According to a recent study, the average American carries four different credit cards in their wallet—in addition to debit cards and loyalty cards. This can make for over-stuffed wallets, cards easily lost at the bottom of a purse, and plenty of opportunities to misplace that loyalty card you need to get a free breakfast sandwich. Mobile wallets offer a convenient, cashless, weightless solution to all of the plastic you’re toting around.
A mobile wallet is an application on your smartphone that stores payment information from your credit cards and debit card, loyalty cards, airline frequent flier numbers, coupons, gift cards, and even public transportation passes so you can pay for things with just a tap of your phone. The most popular mobile wallets, including Apple Pay, Google Wallet, Android Pay, and Samsung Pay, appear on their respective brand smartphones as native apps—meaning they come with the operating system (OS). Others, like PayPal and brand-specific wallets such as Walmart Pay and Starbucks Wallet, need to be downloaded from an app store.
Acceptance of mobile wallets is increasing at retailers; however, like credit cards, your mobile wallet will only work at retailers that accept it as a payment method. Your favorite shoe store may only accept Apple Pay, while your local hardware store accepts Google Wallet and Samsung Pay.
How do you set up a mobile wallet?
The mobile wallet that comes with your smartphone will usually take fewer steps to set up and use than a merchant-specific wallet, although using merchant wallets can earn you bonuses for shopping with them. Remember, you can still upload and use retailer loyalty cards with Apple, Android, and Samsung Pay and get your points, but downloading and using a merchant wallet is different.
Setting up a mobile wallet is easy. Open the app and add the information for each card you want to store in the wallet, either by taking a picture of the card or entering the information manually. The app will have you select one of your cards as the default payment option. If you want to use another payment option later, you’ll need to go into the app and select the new card before making a purchase.

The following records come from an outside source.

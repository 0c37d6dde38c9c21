crate::define_id_enum! {
    /// Capability marker applied to a project by the build
    PluginId {
        Java => "java" : "Java" | "org.gradle.java",
        JavaLibrary => "java-library" : "Java Library" | "org.gradle.java-library",
        War => "war" : "War" | "org.gradle.war",
    }
}

#[cfg(test)]
mod tests {
    use super::*;

    #[test]
    fn test_plugin_id_serialization() {
        assert_eq!(serde_json::to_string(&PluginId::War).unwrap(), "\"war\"");
        assert_eq!(
            serde_json::to_string(&PluginId::JavaLibrary).unwrap(),
            "\"java-library\""
        );
    }

    #[test]
    fn test_plugin_id_aliases() {
        assert_eq!(PluginId::parse("org.gradle.war"), PluginId::War);
        assert_eq!(PluginId::parse("org.gradle.java"), PluginId::Java);
        assert_eq!(PluginId::parse("java-library"), PluginId::JavaLibrary);
    }

    #[test]
    fn test_custom_plugin_deserialization() {
        let plugin: PluginId = serde_json::from_str("\"ear\"").unwrap();
        assert_eq!(plugin, PluginId::Custom("ear".to_string()));
        assert!(plugin.is_custom());
        assert_eq!(plugin.to_string(), "ear");
    }

    #[test]
    fn test_known_plugins() {
        assert_eq!(PluginId::known().len(), 3);
        assert!(PluginId::known().iter().all(|p| !p.is_custom()));
    }
}
//! Component (module assembly) model
//!
//! Resources map source roots to their location inside the deployed artifact.
//! Modules are the dependencies a web application packages; a library never has
//! any.

use super::policy::DecidedDependency;
use crate::error::ProjectError;
use crate::project::{
    Classification, Origin, ProjectId, ProjectInput, ProjectKind, SourceRootRole,
};
use serde::{Deserialize, Serialize};
use tracing::warn;

pub const WEB_CLASSES_PATH: &str = "/WEB-INF/classes";
pub const ROOT_PATH: &str = "/";

/// Resolves the deploy name of an already-computed sub-project
pub trait DeployNameLookup {
    fn deploy_name_of(&self, project: &ProjectId) -> Option<String>;
}

#[derive(Debug, Clone, PartialEq, Eq, Serialize, Deserialize)]
pub struct ComponentResource {
    pub source_root: String,
    pub deployed_at: String,
}

#[derive(Debug, Clone, PartialEq, Eq, Serialize, Deserialize)]
#[serde(tag = "type", rename_all = "lowercase")]
pub enum ModuleReference {
    Artifact { file_name: String },
    Project { deploy_name: String },
}

impl ModuleReference {
    pub fn name(&self) -> &str {
        match self {
            ModuleReference::Artifact { file_name } => file_name,
            ModuleReference::Project { deploy_name } => deploy_name,
        }
    }

    /// Handle the IDE uses to address the module
    pub fn handle(&self) -> String {
        match self {
            ModuleReference::Artifact { file_name } => {
                format!("module:/classpath/lib/{}", file_name)
            }
            ModuleReference::Project { deploy_name } => {
                format!("module:/resource/{}/{}", deploy_name, deploy_name)
            }
        }
    }
}

#[derive(Debug, Clone, PartialEq, Eq, Serialize, Deserialize)]
pub struct ComponentModule {
    pub reference: ModuleReference,
    pub deployed_at: String,
}

#[derive(Debug, Clone, PartialEq, Eq, Serialize, Deserialize)]
pub struct ComponentProperty {
    pub name: String,
    pub value: String,
}

#[derive(Debug, Clone, PartialEq, Eq, Serialize, Deserialize)]
pub struct Component {
    pub deploy_name: String,
    pub resources: Vec<ComponentResource>,
    pub modules: Vec<ComponentModule>,
    #[serde(default, skip_serializing_if = "Vec::is_empty")]
    pub properties: Vec<ComponentProperty>,
}

impl Component {
    pub fn property(&self, name: &str) -> Option<&str> {
        self.properties
            .iter()
            .find(|p| p.name == name)
            .map(|p| p.value.as_str())
    }
}

/// Builds the component for a classified project; `None` for projects of an
/// unrecognized kind.
pub fn assemble_component(
    project: &ProjectInput,
    classification: &Classification,
    decided: &[DecidedDependency],
    names: &dyn DeployNameLookup,
) -> Result<Option<Component>, ProjectError> {
    let Some(kind) = classification.kind else {
        return Ok(None);
    };

    let deploy_name = project.deploy_name();

    let resources = classification
        .source_roots
        .iter()
        .map(|root| ComponentResource {
            source_root: root.path.clone(),
            deployed_at: match (kind, root.role) {
                (ProjectKind::WebApplication, SourceRootRole::Java) => WEB_CLASSES_PATH,
                _ => ROOT_PATH,
            }
            .to_string(),
        })
        .collect();

    let mut modules = Vec::new();
    let mut properties = vec![ComponentProperty {
        name: "java-output-path".to_string(),
        value: format!("/{}/build/classes", deploy_name),
    }];

    match kind {
        ProjectKind::JavaLibrary => {
            if let Some(stray) = decided.iter().find(|d| d.decision.module_path().is_some()) {
                warn!(
                    project = %project.path,
                    dependency = %stray.dependency.id,
                    "Ignoring component module decision for a library project"
                );
            }
        }
        ProjectKind::WebApplication => {
            for d in decided {
                let Some(deployed_at) = d.decision.module_path() else {
                    continue;
                };
                let reference = match d.dependency.origin() {
                    Origin::ExternalArtifact(artifact) => ModuleReference::Artifact {
                        file_name: artifact.file_name(),
                    },
                    Origin::Subproject(dependency) => ModuleReference::Project {
                        deploy_name: names.deploy_name_of(dependency).ok_or_else(|| {
                            ProjectError::DependencyNotReady {
                                project: project.path.clone(),
                                dependency: dependency.clone(),
                            }
                        })?,
                    },
                };
                modules.push(ComponentModule {
                    reference,
                    deployed_at: deployed_at.to_string(),
                });
            }

            properties.insert(
                0,
                ComponentProperty {
                    name: "context-root".to_string(),
                    value: project
                        .context_path
                        .clone()
                        .unwrap_or_else(|| deploy_name.clone()),
                },
            );
        }
    }

    Ok(Some(Component {
        deploy_name,
        resources,
        modules,
        properties,
    }))
}

#[cfg(test)]
mod tests {
    use super::*;
    use crate::deploy::policy::{DeploymentAttribute, DeploymentDecision};
    use crate::project::{classify, ArtifactId, DependencyId, PluginId, Scope, ScopedDependency};
    use std::collections::BTreeMap;

    struct Names(BTreeMap<ProjectId, String>);

    impl DeployNameLookup for Names {
        fn deploy_name_of(&self, project: &ProjectId) -> Option<String> {
            self.0.get(project).cloned()
        }
    }

    fn names(entries: &[(&str, &str)]) -> Names {
        Names(
            entries
                .iter()
                .map(|(id, name)| (ProjectId::new(*id), name.to_string()))
                .collect(),
        )
    }

    fn module_decision(id: DependencyId) -> DecidedDependency {
        DecidedDependency {
            dependency: ScopedDependency {
                id,
                scope: Scope::Compile,
                transitive: false,
            },
            decision: DeploymentDecision::module(DeploymentAttribute::Excluded, "/WEB-INF/lib"),
        }
    }

    #[test]
    fn test_library_component() {
        let project = ProjectInput::new(":lib").with_plugin(PluginId::Java);
        let component = assemble_component(&project, &classify(&project), &[], &names(&[]))
            .unwrap()
            .unwrap();

        assert_eq!(component.deploy_name, "lib");
        assert_eq!(
            component.resources,
            vec![ComponentResource {
                source_root: "src/main/java".to_string(),
                deployed_at: "/".to_string()
            }]
        );
        assert!(component.modules.is_empty());
        assert_eq!(component.property("context-root"), None);
    }

    #[test]
    fn test_library_ignores_module_decisions() {
        let project = ProjectInput::new(":lib").with_plugin(PluginId::Java);
        let decided = vec![module_decision(DependencyId::Artifact(ArtifactId::new(
            "junit", "junit", "4.13.2",
        )))];

        let component = assemble_component(&project, &classify(&project), &decided, &names(&[]))
            .unwrap()
            .unwrap();
        assert!(component.modules.is_empty());
    }

    #[test]
    fn test_web_component() {
        let project = ProjectInput::new(":web").with_plugin(PluginId::War);
        let decided = vec![
            module_decision(DependencyId::Artifact(ArtifactId::new(
                "org.apache.commons",
                "commons-lang3",
                "3.12.0",
            ))),
            module_decision(DependencyId::Project(ProjectId::new(":lib"))),
        ];

        let component = assemble_component(
            &project,
            &classify(&project),
            &decided,
            &names(&[(":lib", "core")]),
        )
        .unwrap()
        .unwrap();

        assert_eq!(
            component.resources,
            vec![
                ComponentResource {
                    source_root: "src/main/java".to_string(),
                    deployed_at: "/WEB-INF/classes".to_string()
                },
                ComponentResource {
                    source_root: "src/main/webapp".to_string(),
                    deployed_at: "/".to_string()
                },
            ]
        );
        assert_eq!(component.modules.len(), 2);
        assert_eq!(component.modules[0].reference.name(), "commons-lang3-3.12.0.jar");
        assert_eq!(
            component.modules[1].reference,
            ModuleReference::Project {
                deploy_name: "core".to_string()
            }
        );
        assert!(component.modules.iter().all(|m| m.deployed_at == "/WEB-INF/lib"));
        assert_eq!(component.property("context-root"), Some("web"));
    }

    #[test]
    fn test_web_skips_classpath_only_decisions() {
        let project = ProjectInput::new(":web").with_plugin(PluginId::War);
        let decided = vec![DecidedDependency {
            dependency: ScopedDependency {
                id: DependencyId::Artifact(ArtifactId::new("junit", "junit", "4.13.2")),
                scope: Scope::Test,
                transitive: false,
            },
            decision: DeploymentDecision::none(),
        }];

        let component = assemble_component(&project, &classify(&project), &decided, &names(&[]))
            .unwrap()
            .unwrap();
        assert!(component.modules.is_empty());
    }

    #[test]
    fn test_missing_subproject_model() {
        let project = ProjectInput::new(":web").with_plugin(PluginId::War);
        let decided = vec![module_decision(DependencyId::Project(ProjectId::new(":lib")))];

        let err = assemble_component(&project, &classify(&project), &decided, &names(&[]))
            .unwrap_err();
        assert_eq!(
            err,
            ProjectError::DependencyNotReady {
                project: ProjectId::new(":web"),
                dependency: ProjectId::new(":lib"),
            }
        );
    }

    #[test]
    fn test_context_path_override() {
        let mut project = ProjectInput::new(":web").with_plugin(PluginId::War);
        project.context_path = Some("shop".to_string());

        let component = assemble_component(&project, &classify(&project), &[], &names(&[]))
            .unwrap()
            .unwrap();
        assert_eq!(component.property("context-root"), Some("shop"));
    }

    #[test]
    fn test_unrecognized_kind_has_no_component() {
        let project = ProjectInput::new(":docs");
        assert_eq!(
            assemble_component(&project, &classify(&project), &[], &names(&[])).unwrap(),
            None
        );
    }

    #[test]
    fn test_module_handles() {
        let artifact = ModuleReference::Artifact {
            file_name: "guava-31.1-jre.jar".to_string(),
        };
        let project = ModuleReference::Project {
            deploy_name: "lib".to_string(),
        };
        assert_eq!(artifact.handle(), "module:/classpath/lib/guava-31.1-jre.jar");
        assert_eq!(project.handle(), "module:/resource/lib/lib");
    }
}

How does a digital wallet work?
The convenience of mobile wallets is thanks to near field communication (NFC) technology, a type of wireless communication that’s actually a subset of RFID (radio frequency identification). NFC uses a specific RFID frequency, which only transmits over a few inches, to transfer your payment information to the merchant’s point of sale (POS) system with a swipe or tap of your phone over the payment terminal.
Are mobile wallets secure?
Mobile wallets use multiple layers of security to protect your information. First, you must open your smartphone using a passcode, touch ID, or facial recognition before you can even access your mobile wallet. From there, the NFC-enabled merchant terminal and your smartphone use encrypted information to communicate and complete the payment.
The encrypted information—credit card number and security code, your bank account information, etc.—is dynamic, meaning it changes every time you use your mobile wallet.
For example, Apple Pay uses a technology called tokenization to protect your banking information. When you take a picture of your credit card and load it into your iPhone’s wallet app, Apple sends the details to your card’s issuing network. The network replaces your banking details with a series of randomly generated numbers (called the “token”). The token is sent back to Apple to program into your phone. These tokens change each time an NFC transaction takes place between your iPhone and a store’s POS terminal.
All of this means that if fraudsters were to copy, or clone, the token’s set of random numbers, it wouldn’t be useful because they could not extract from it any banking information.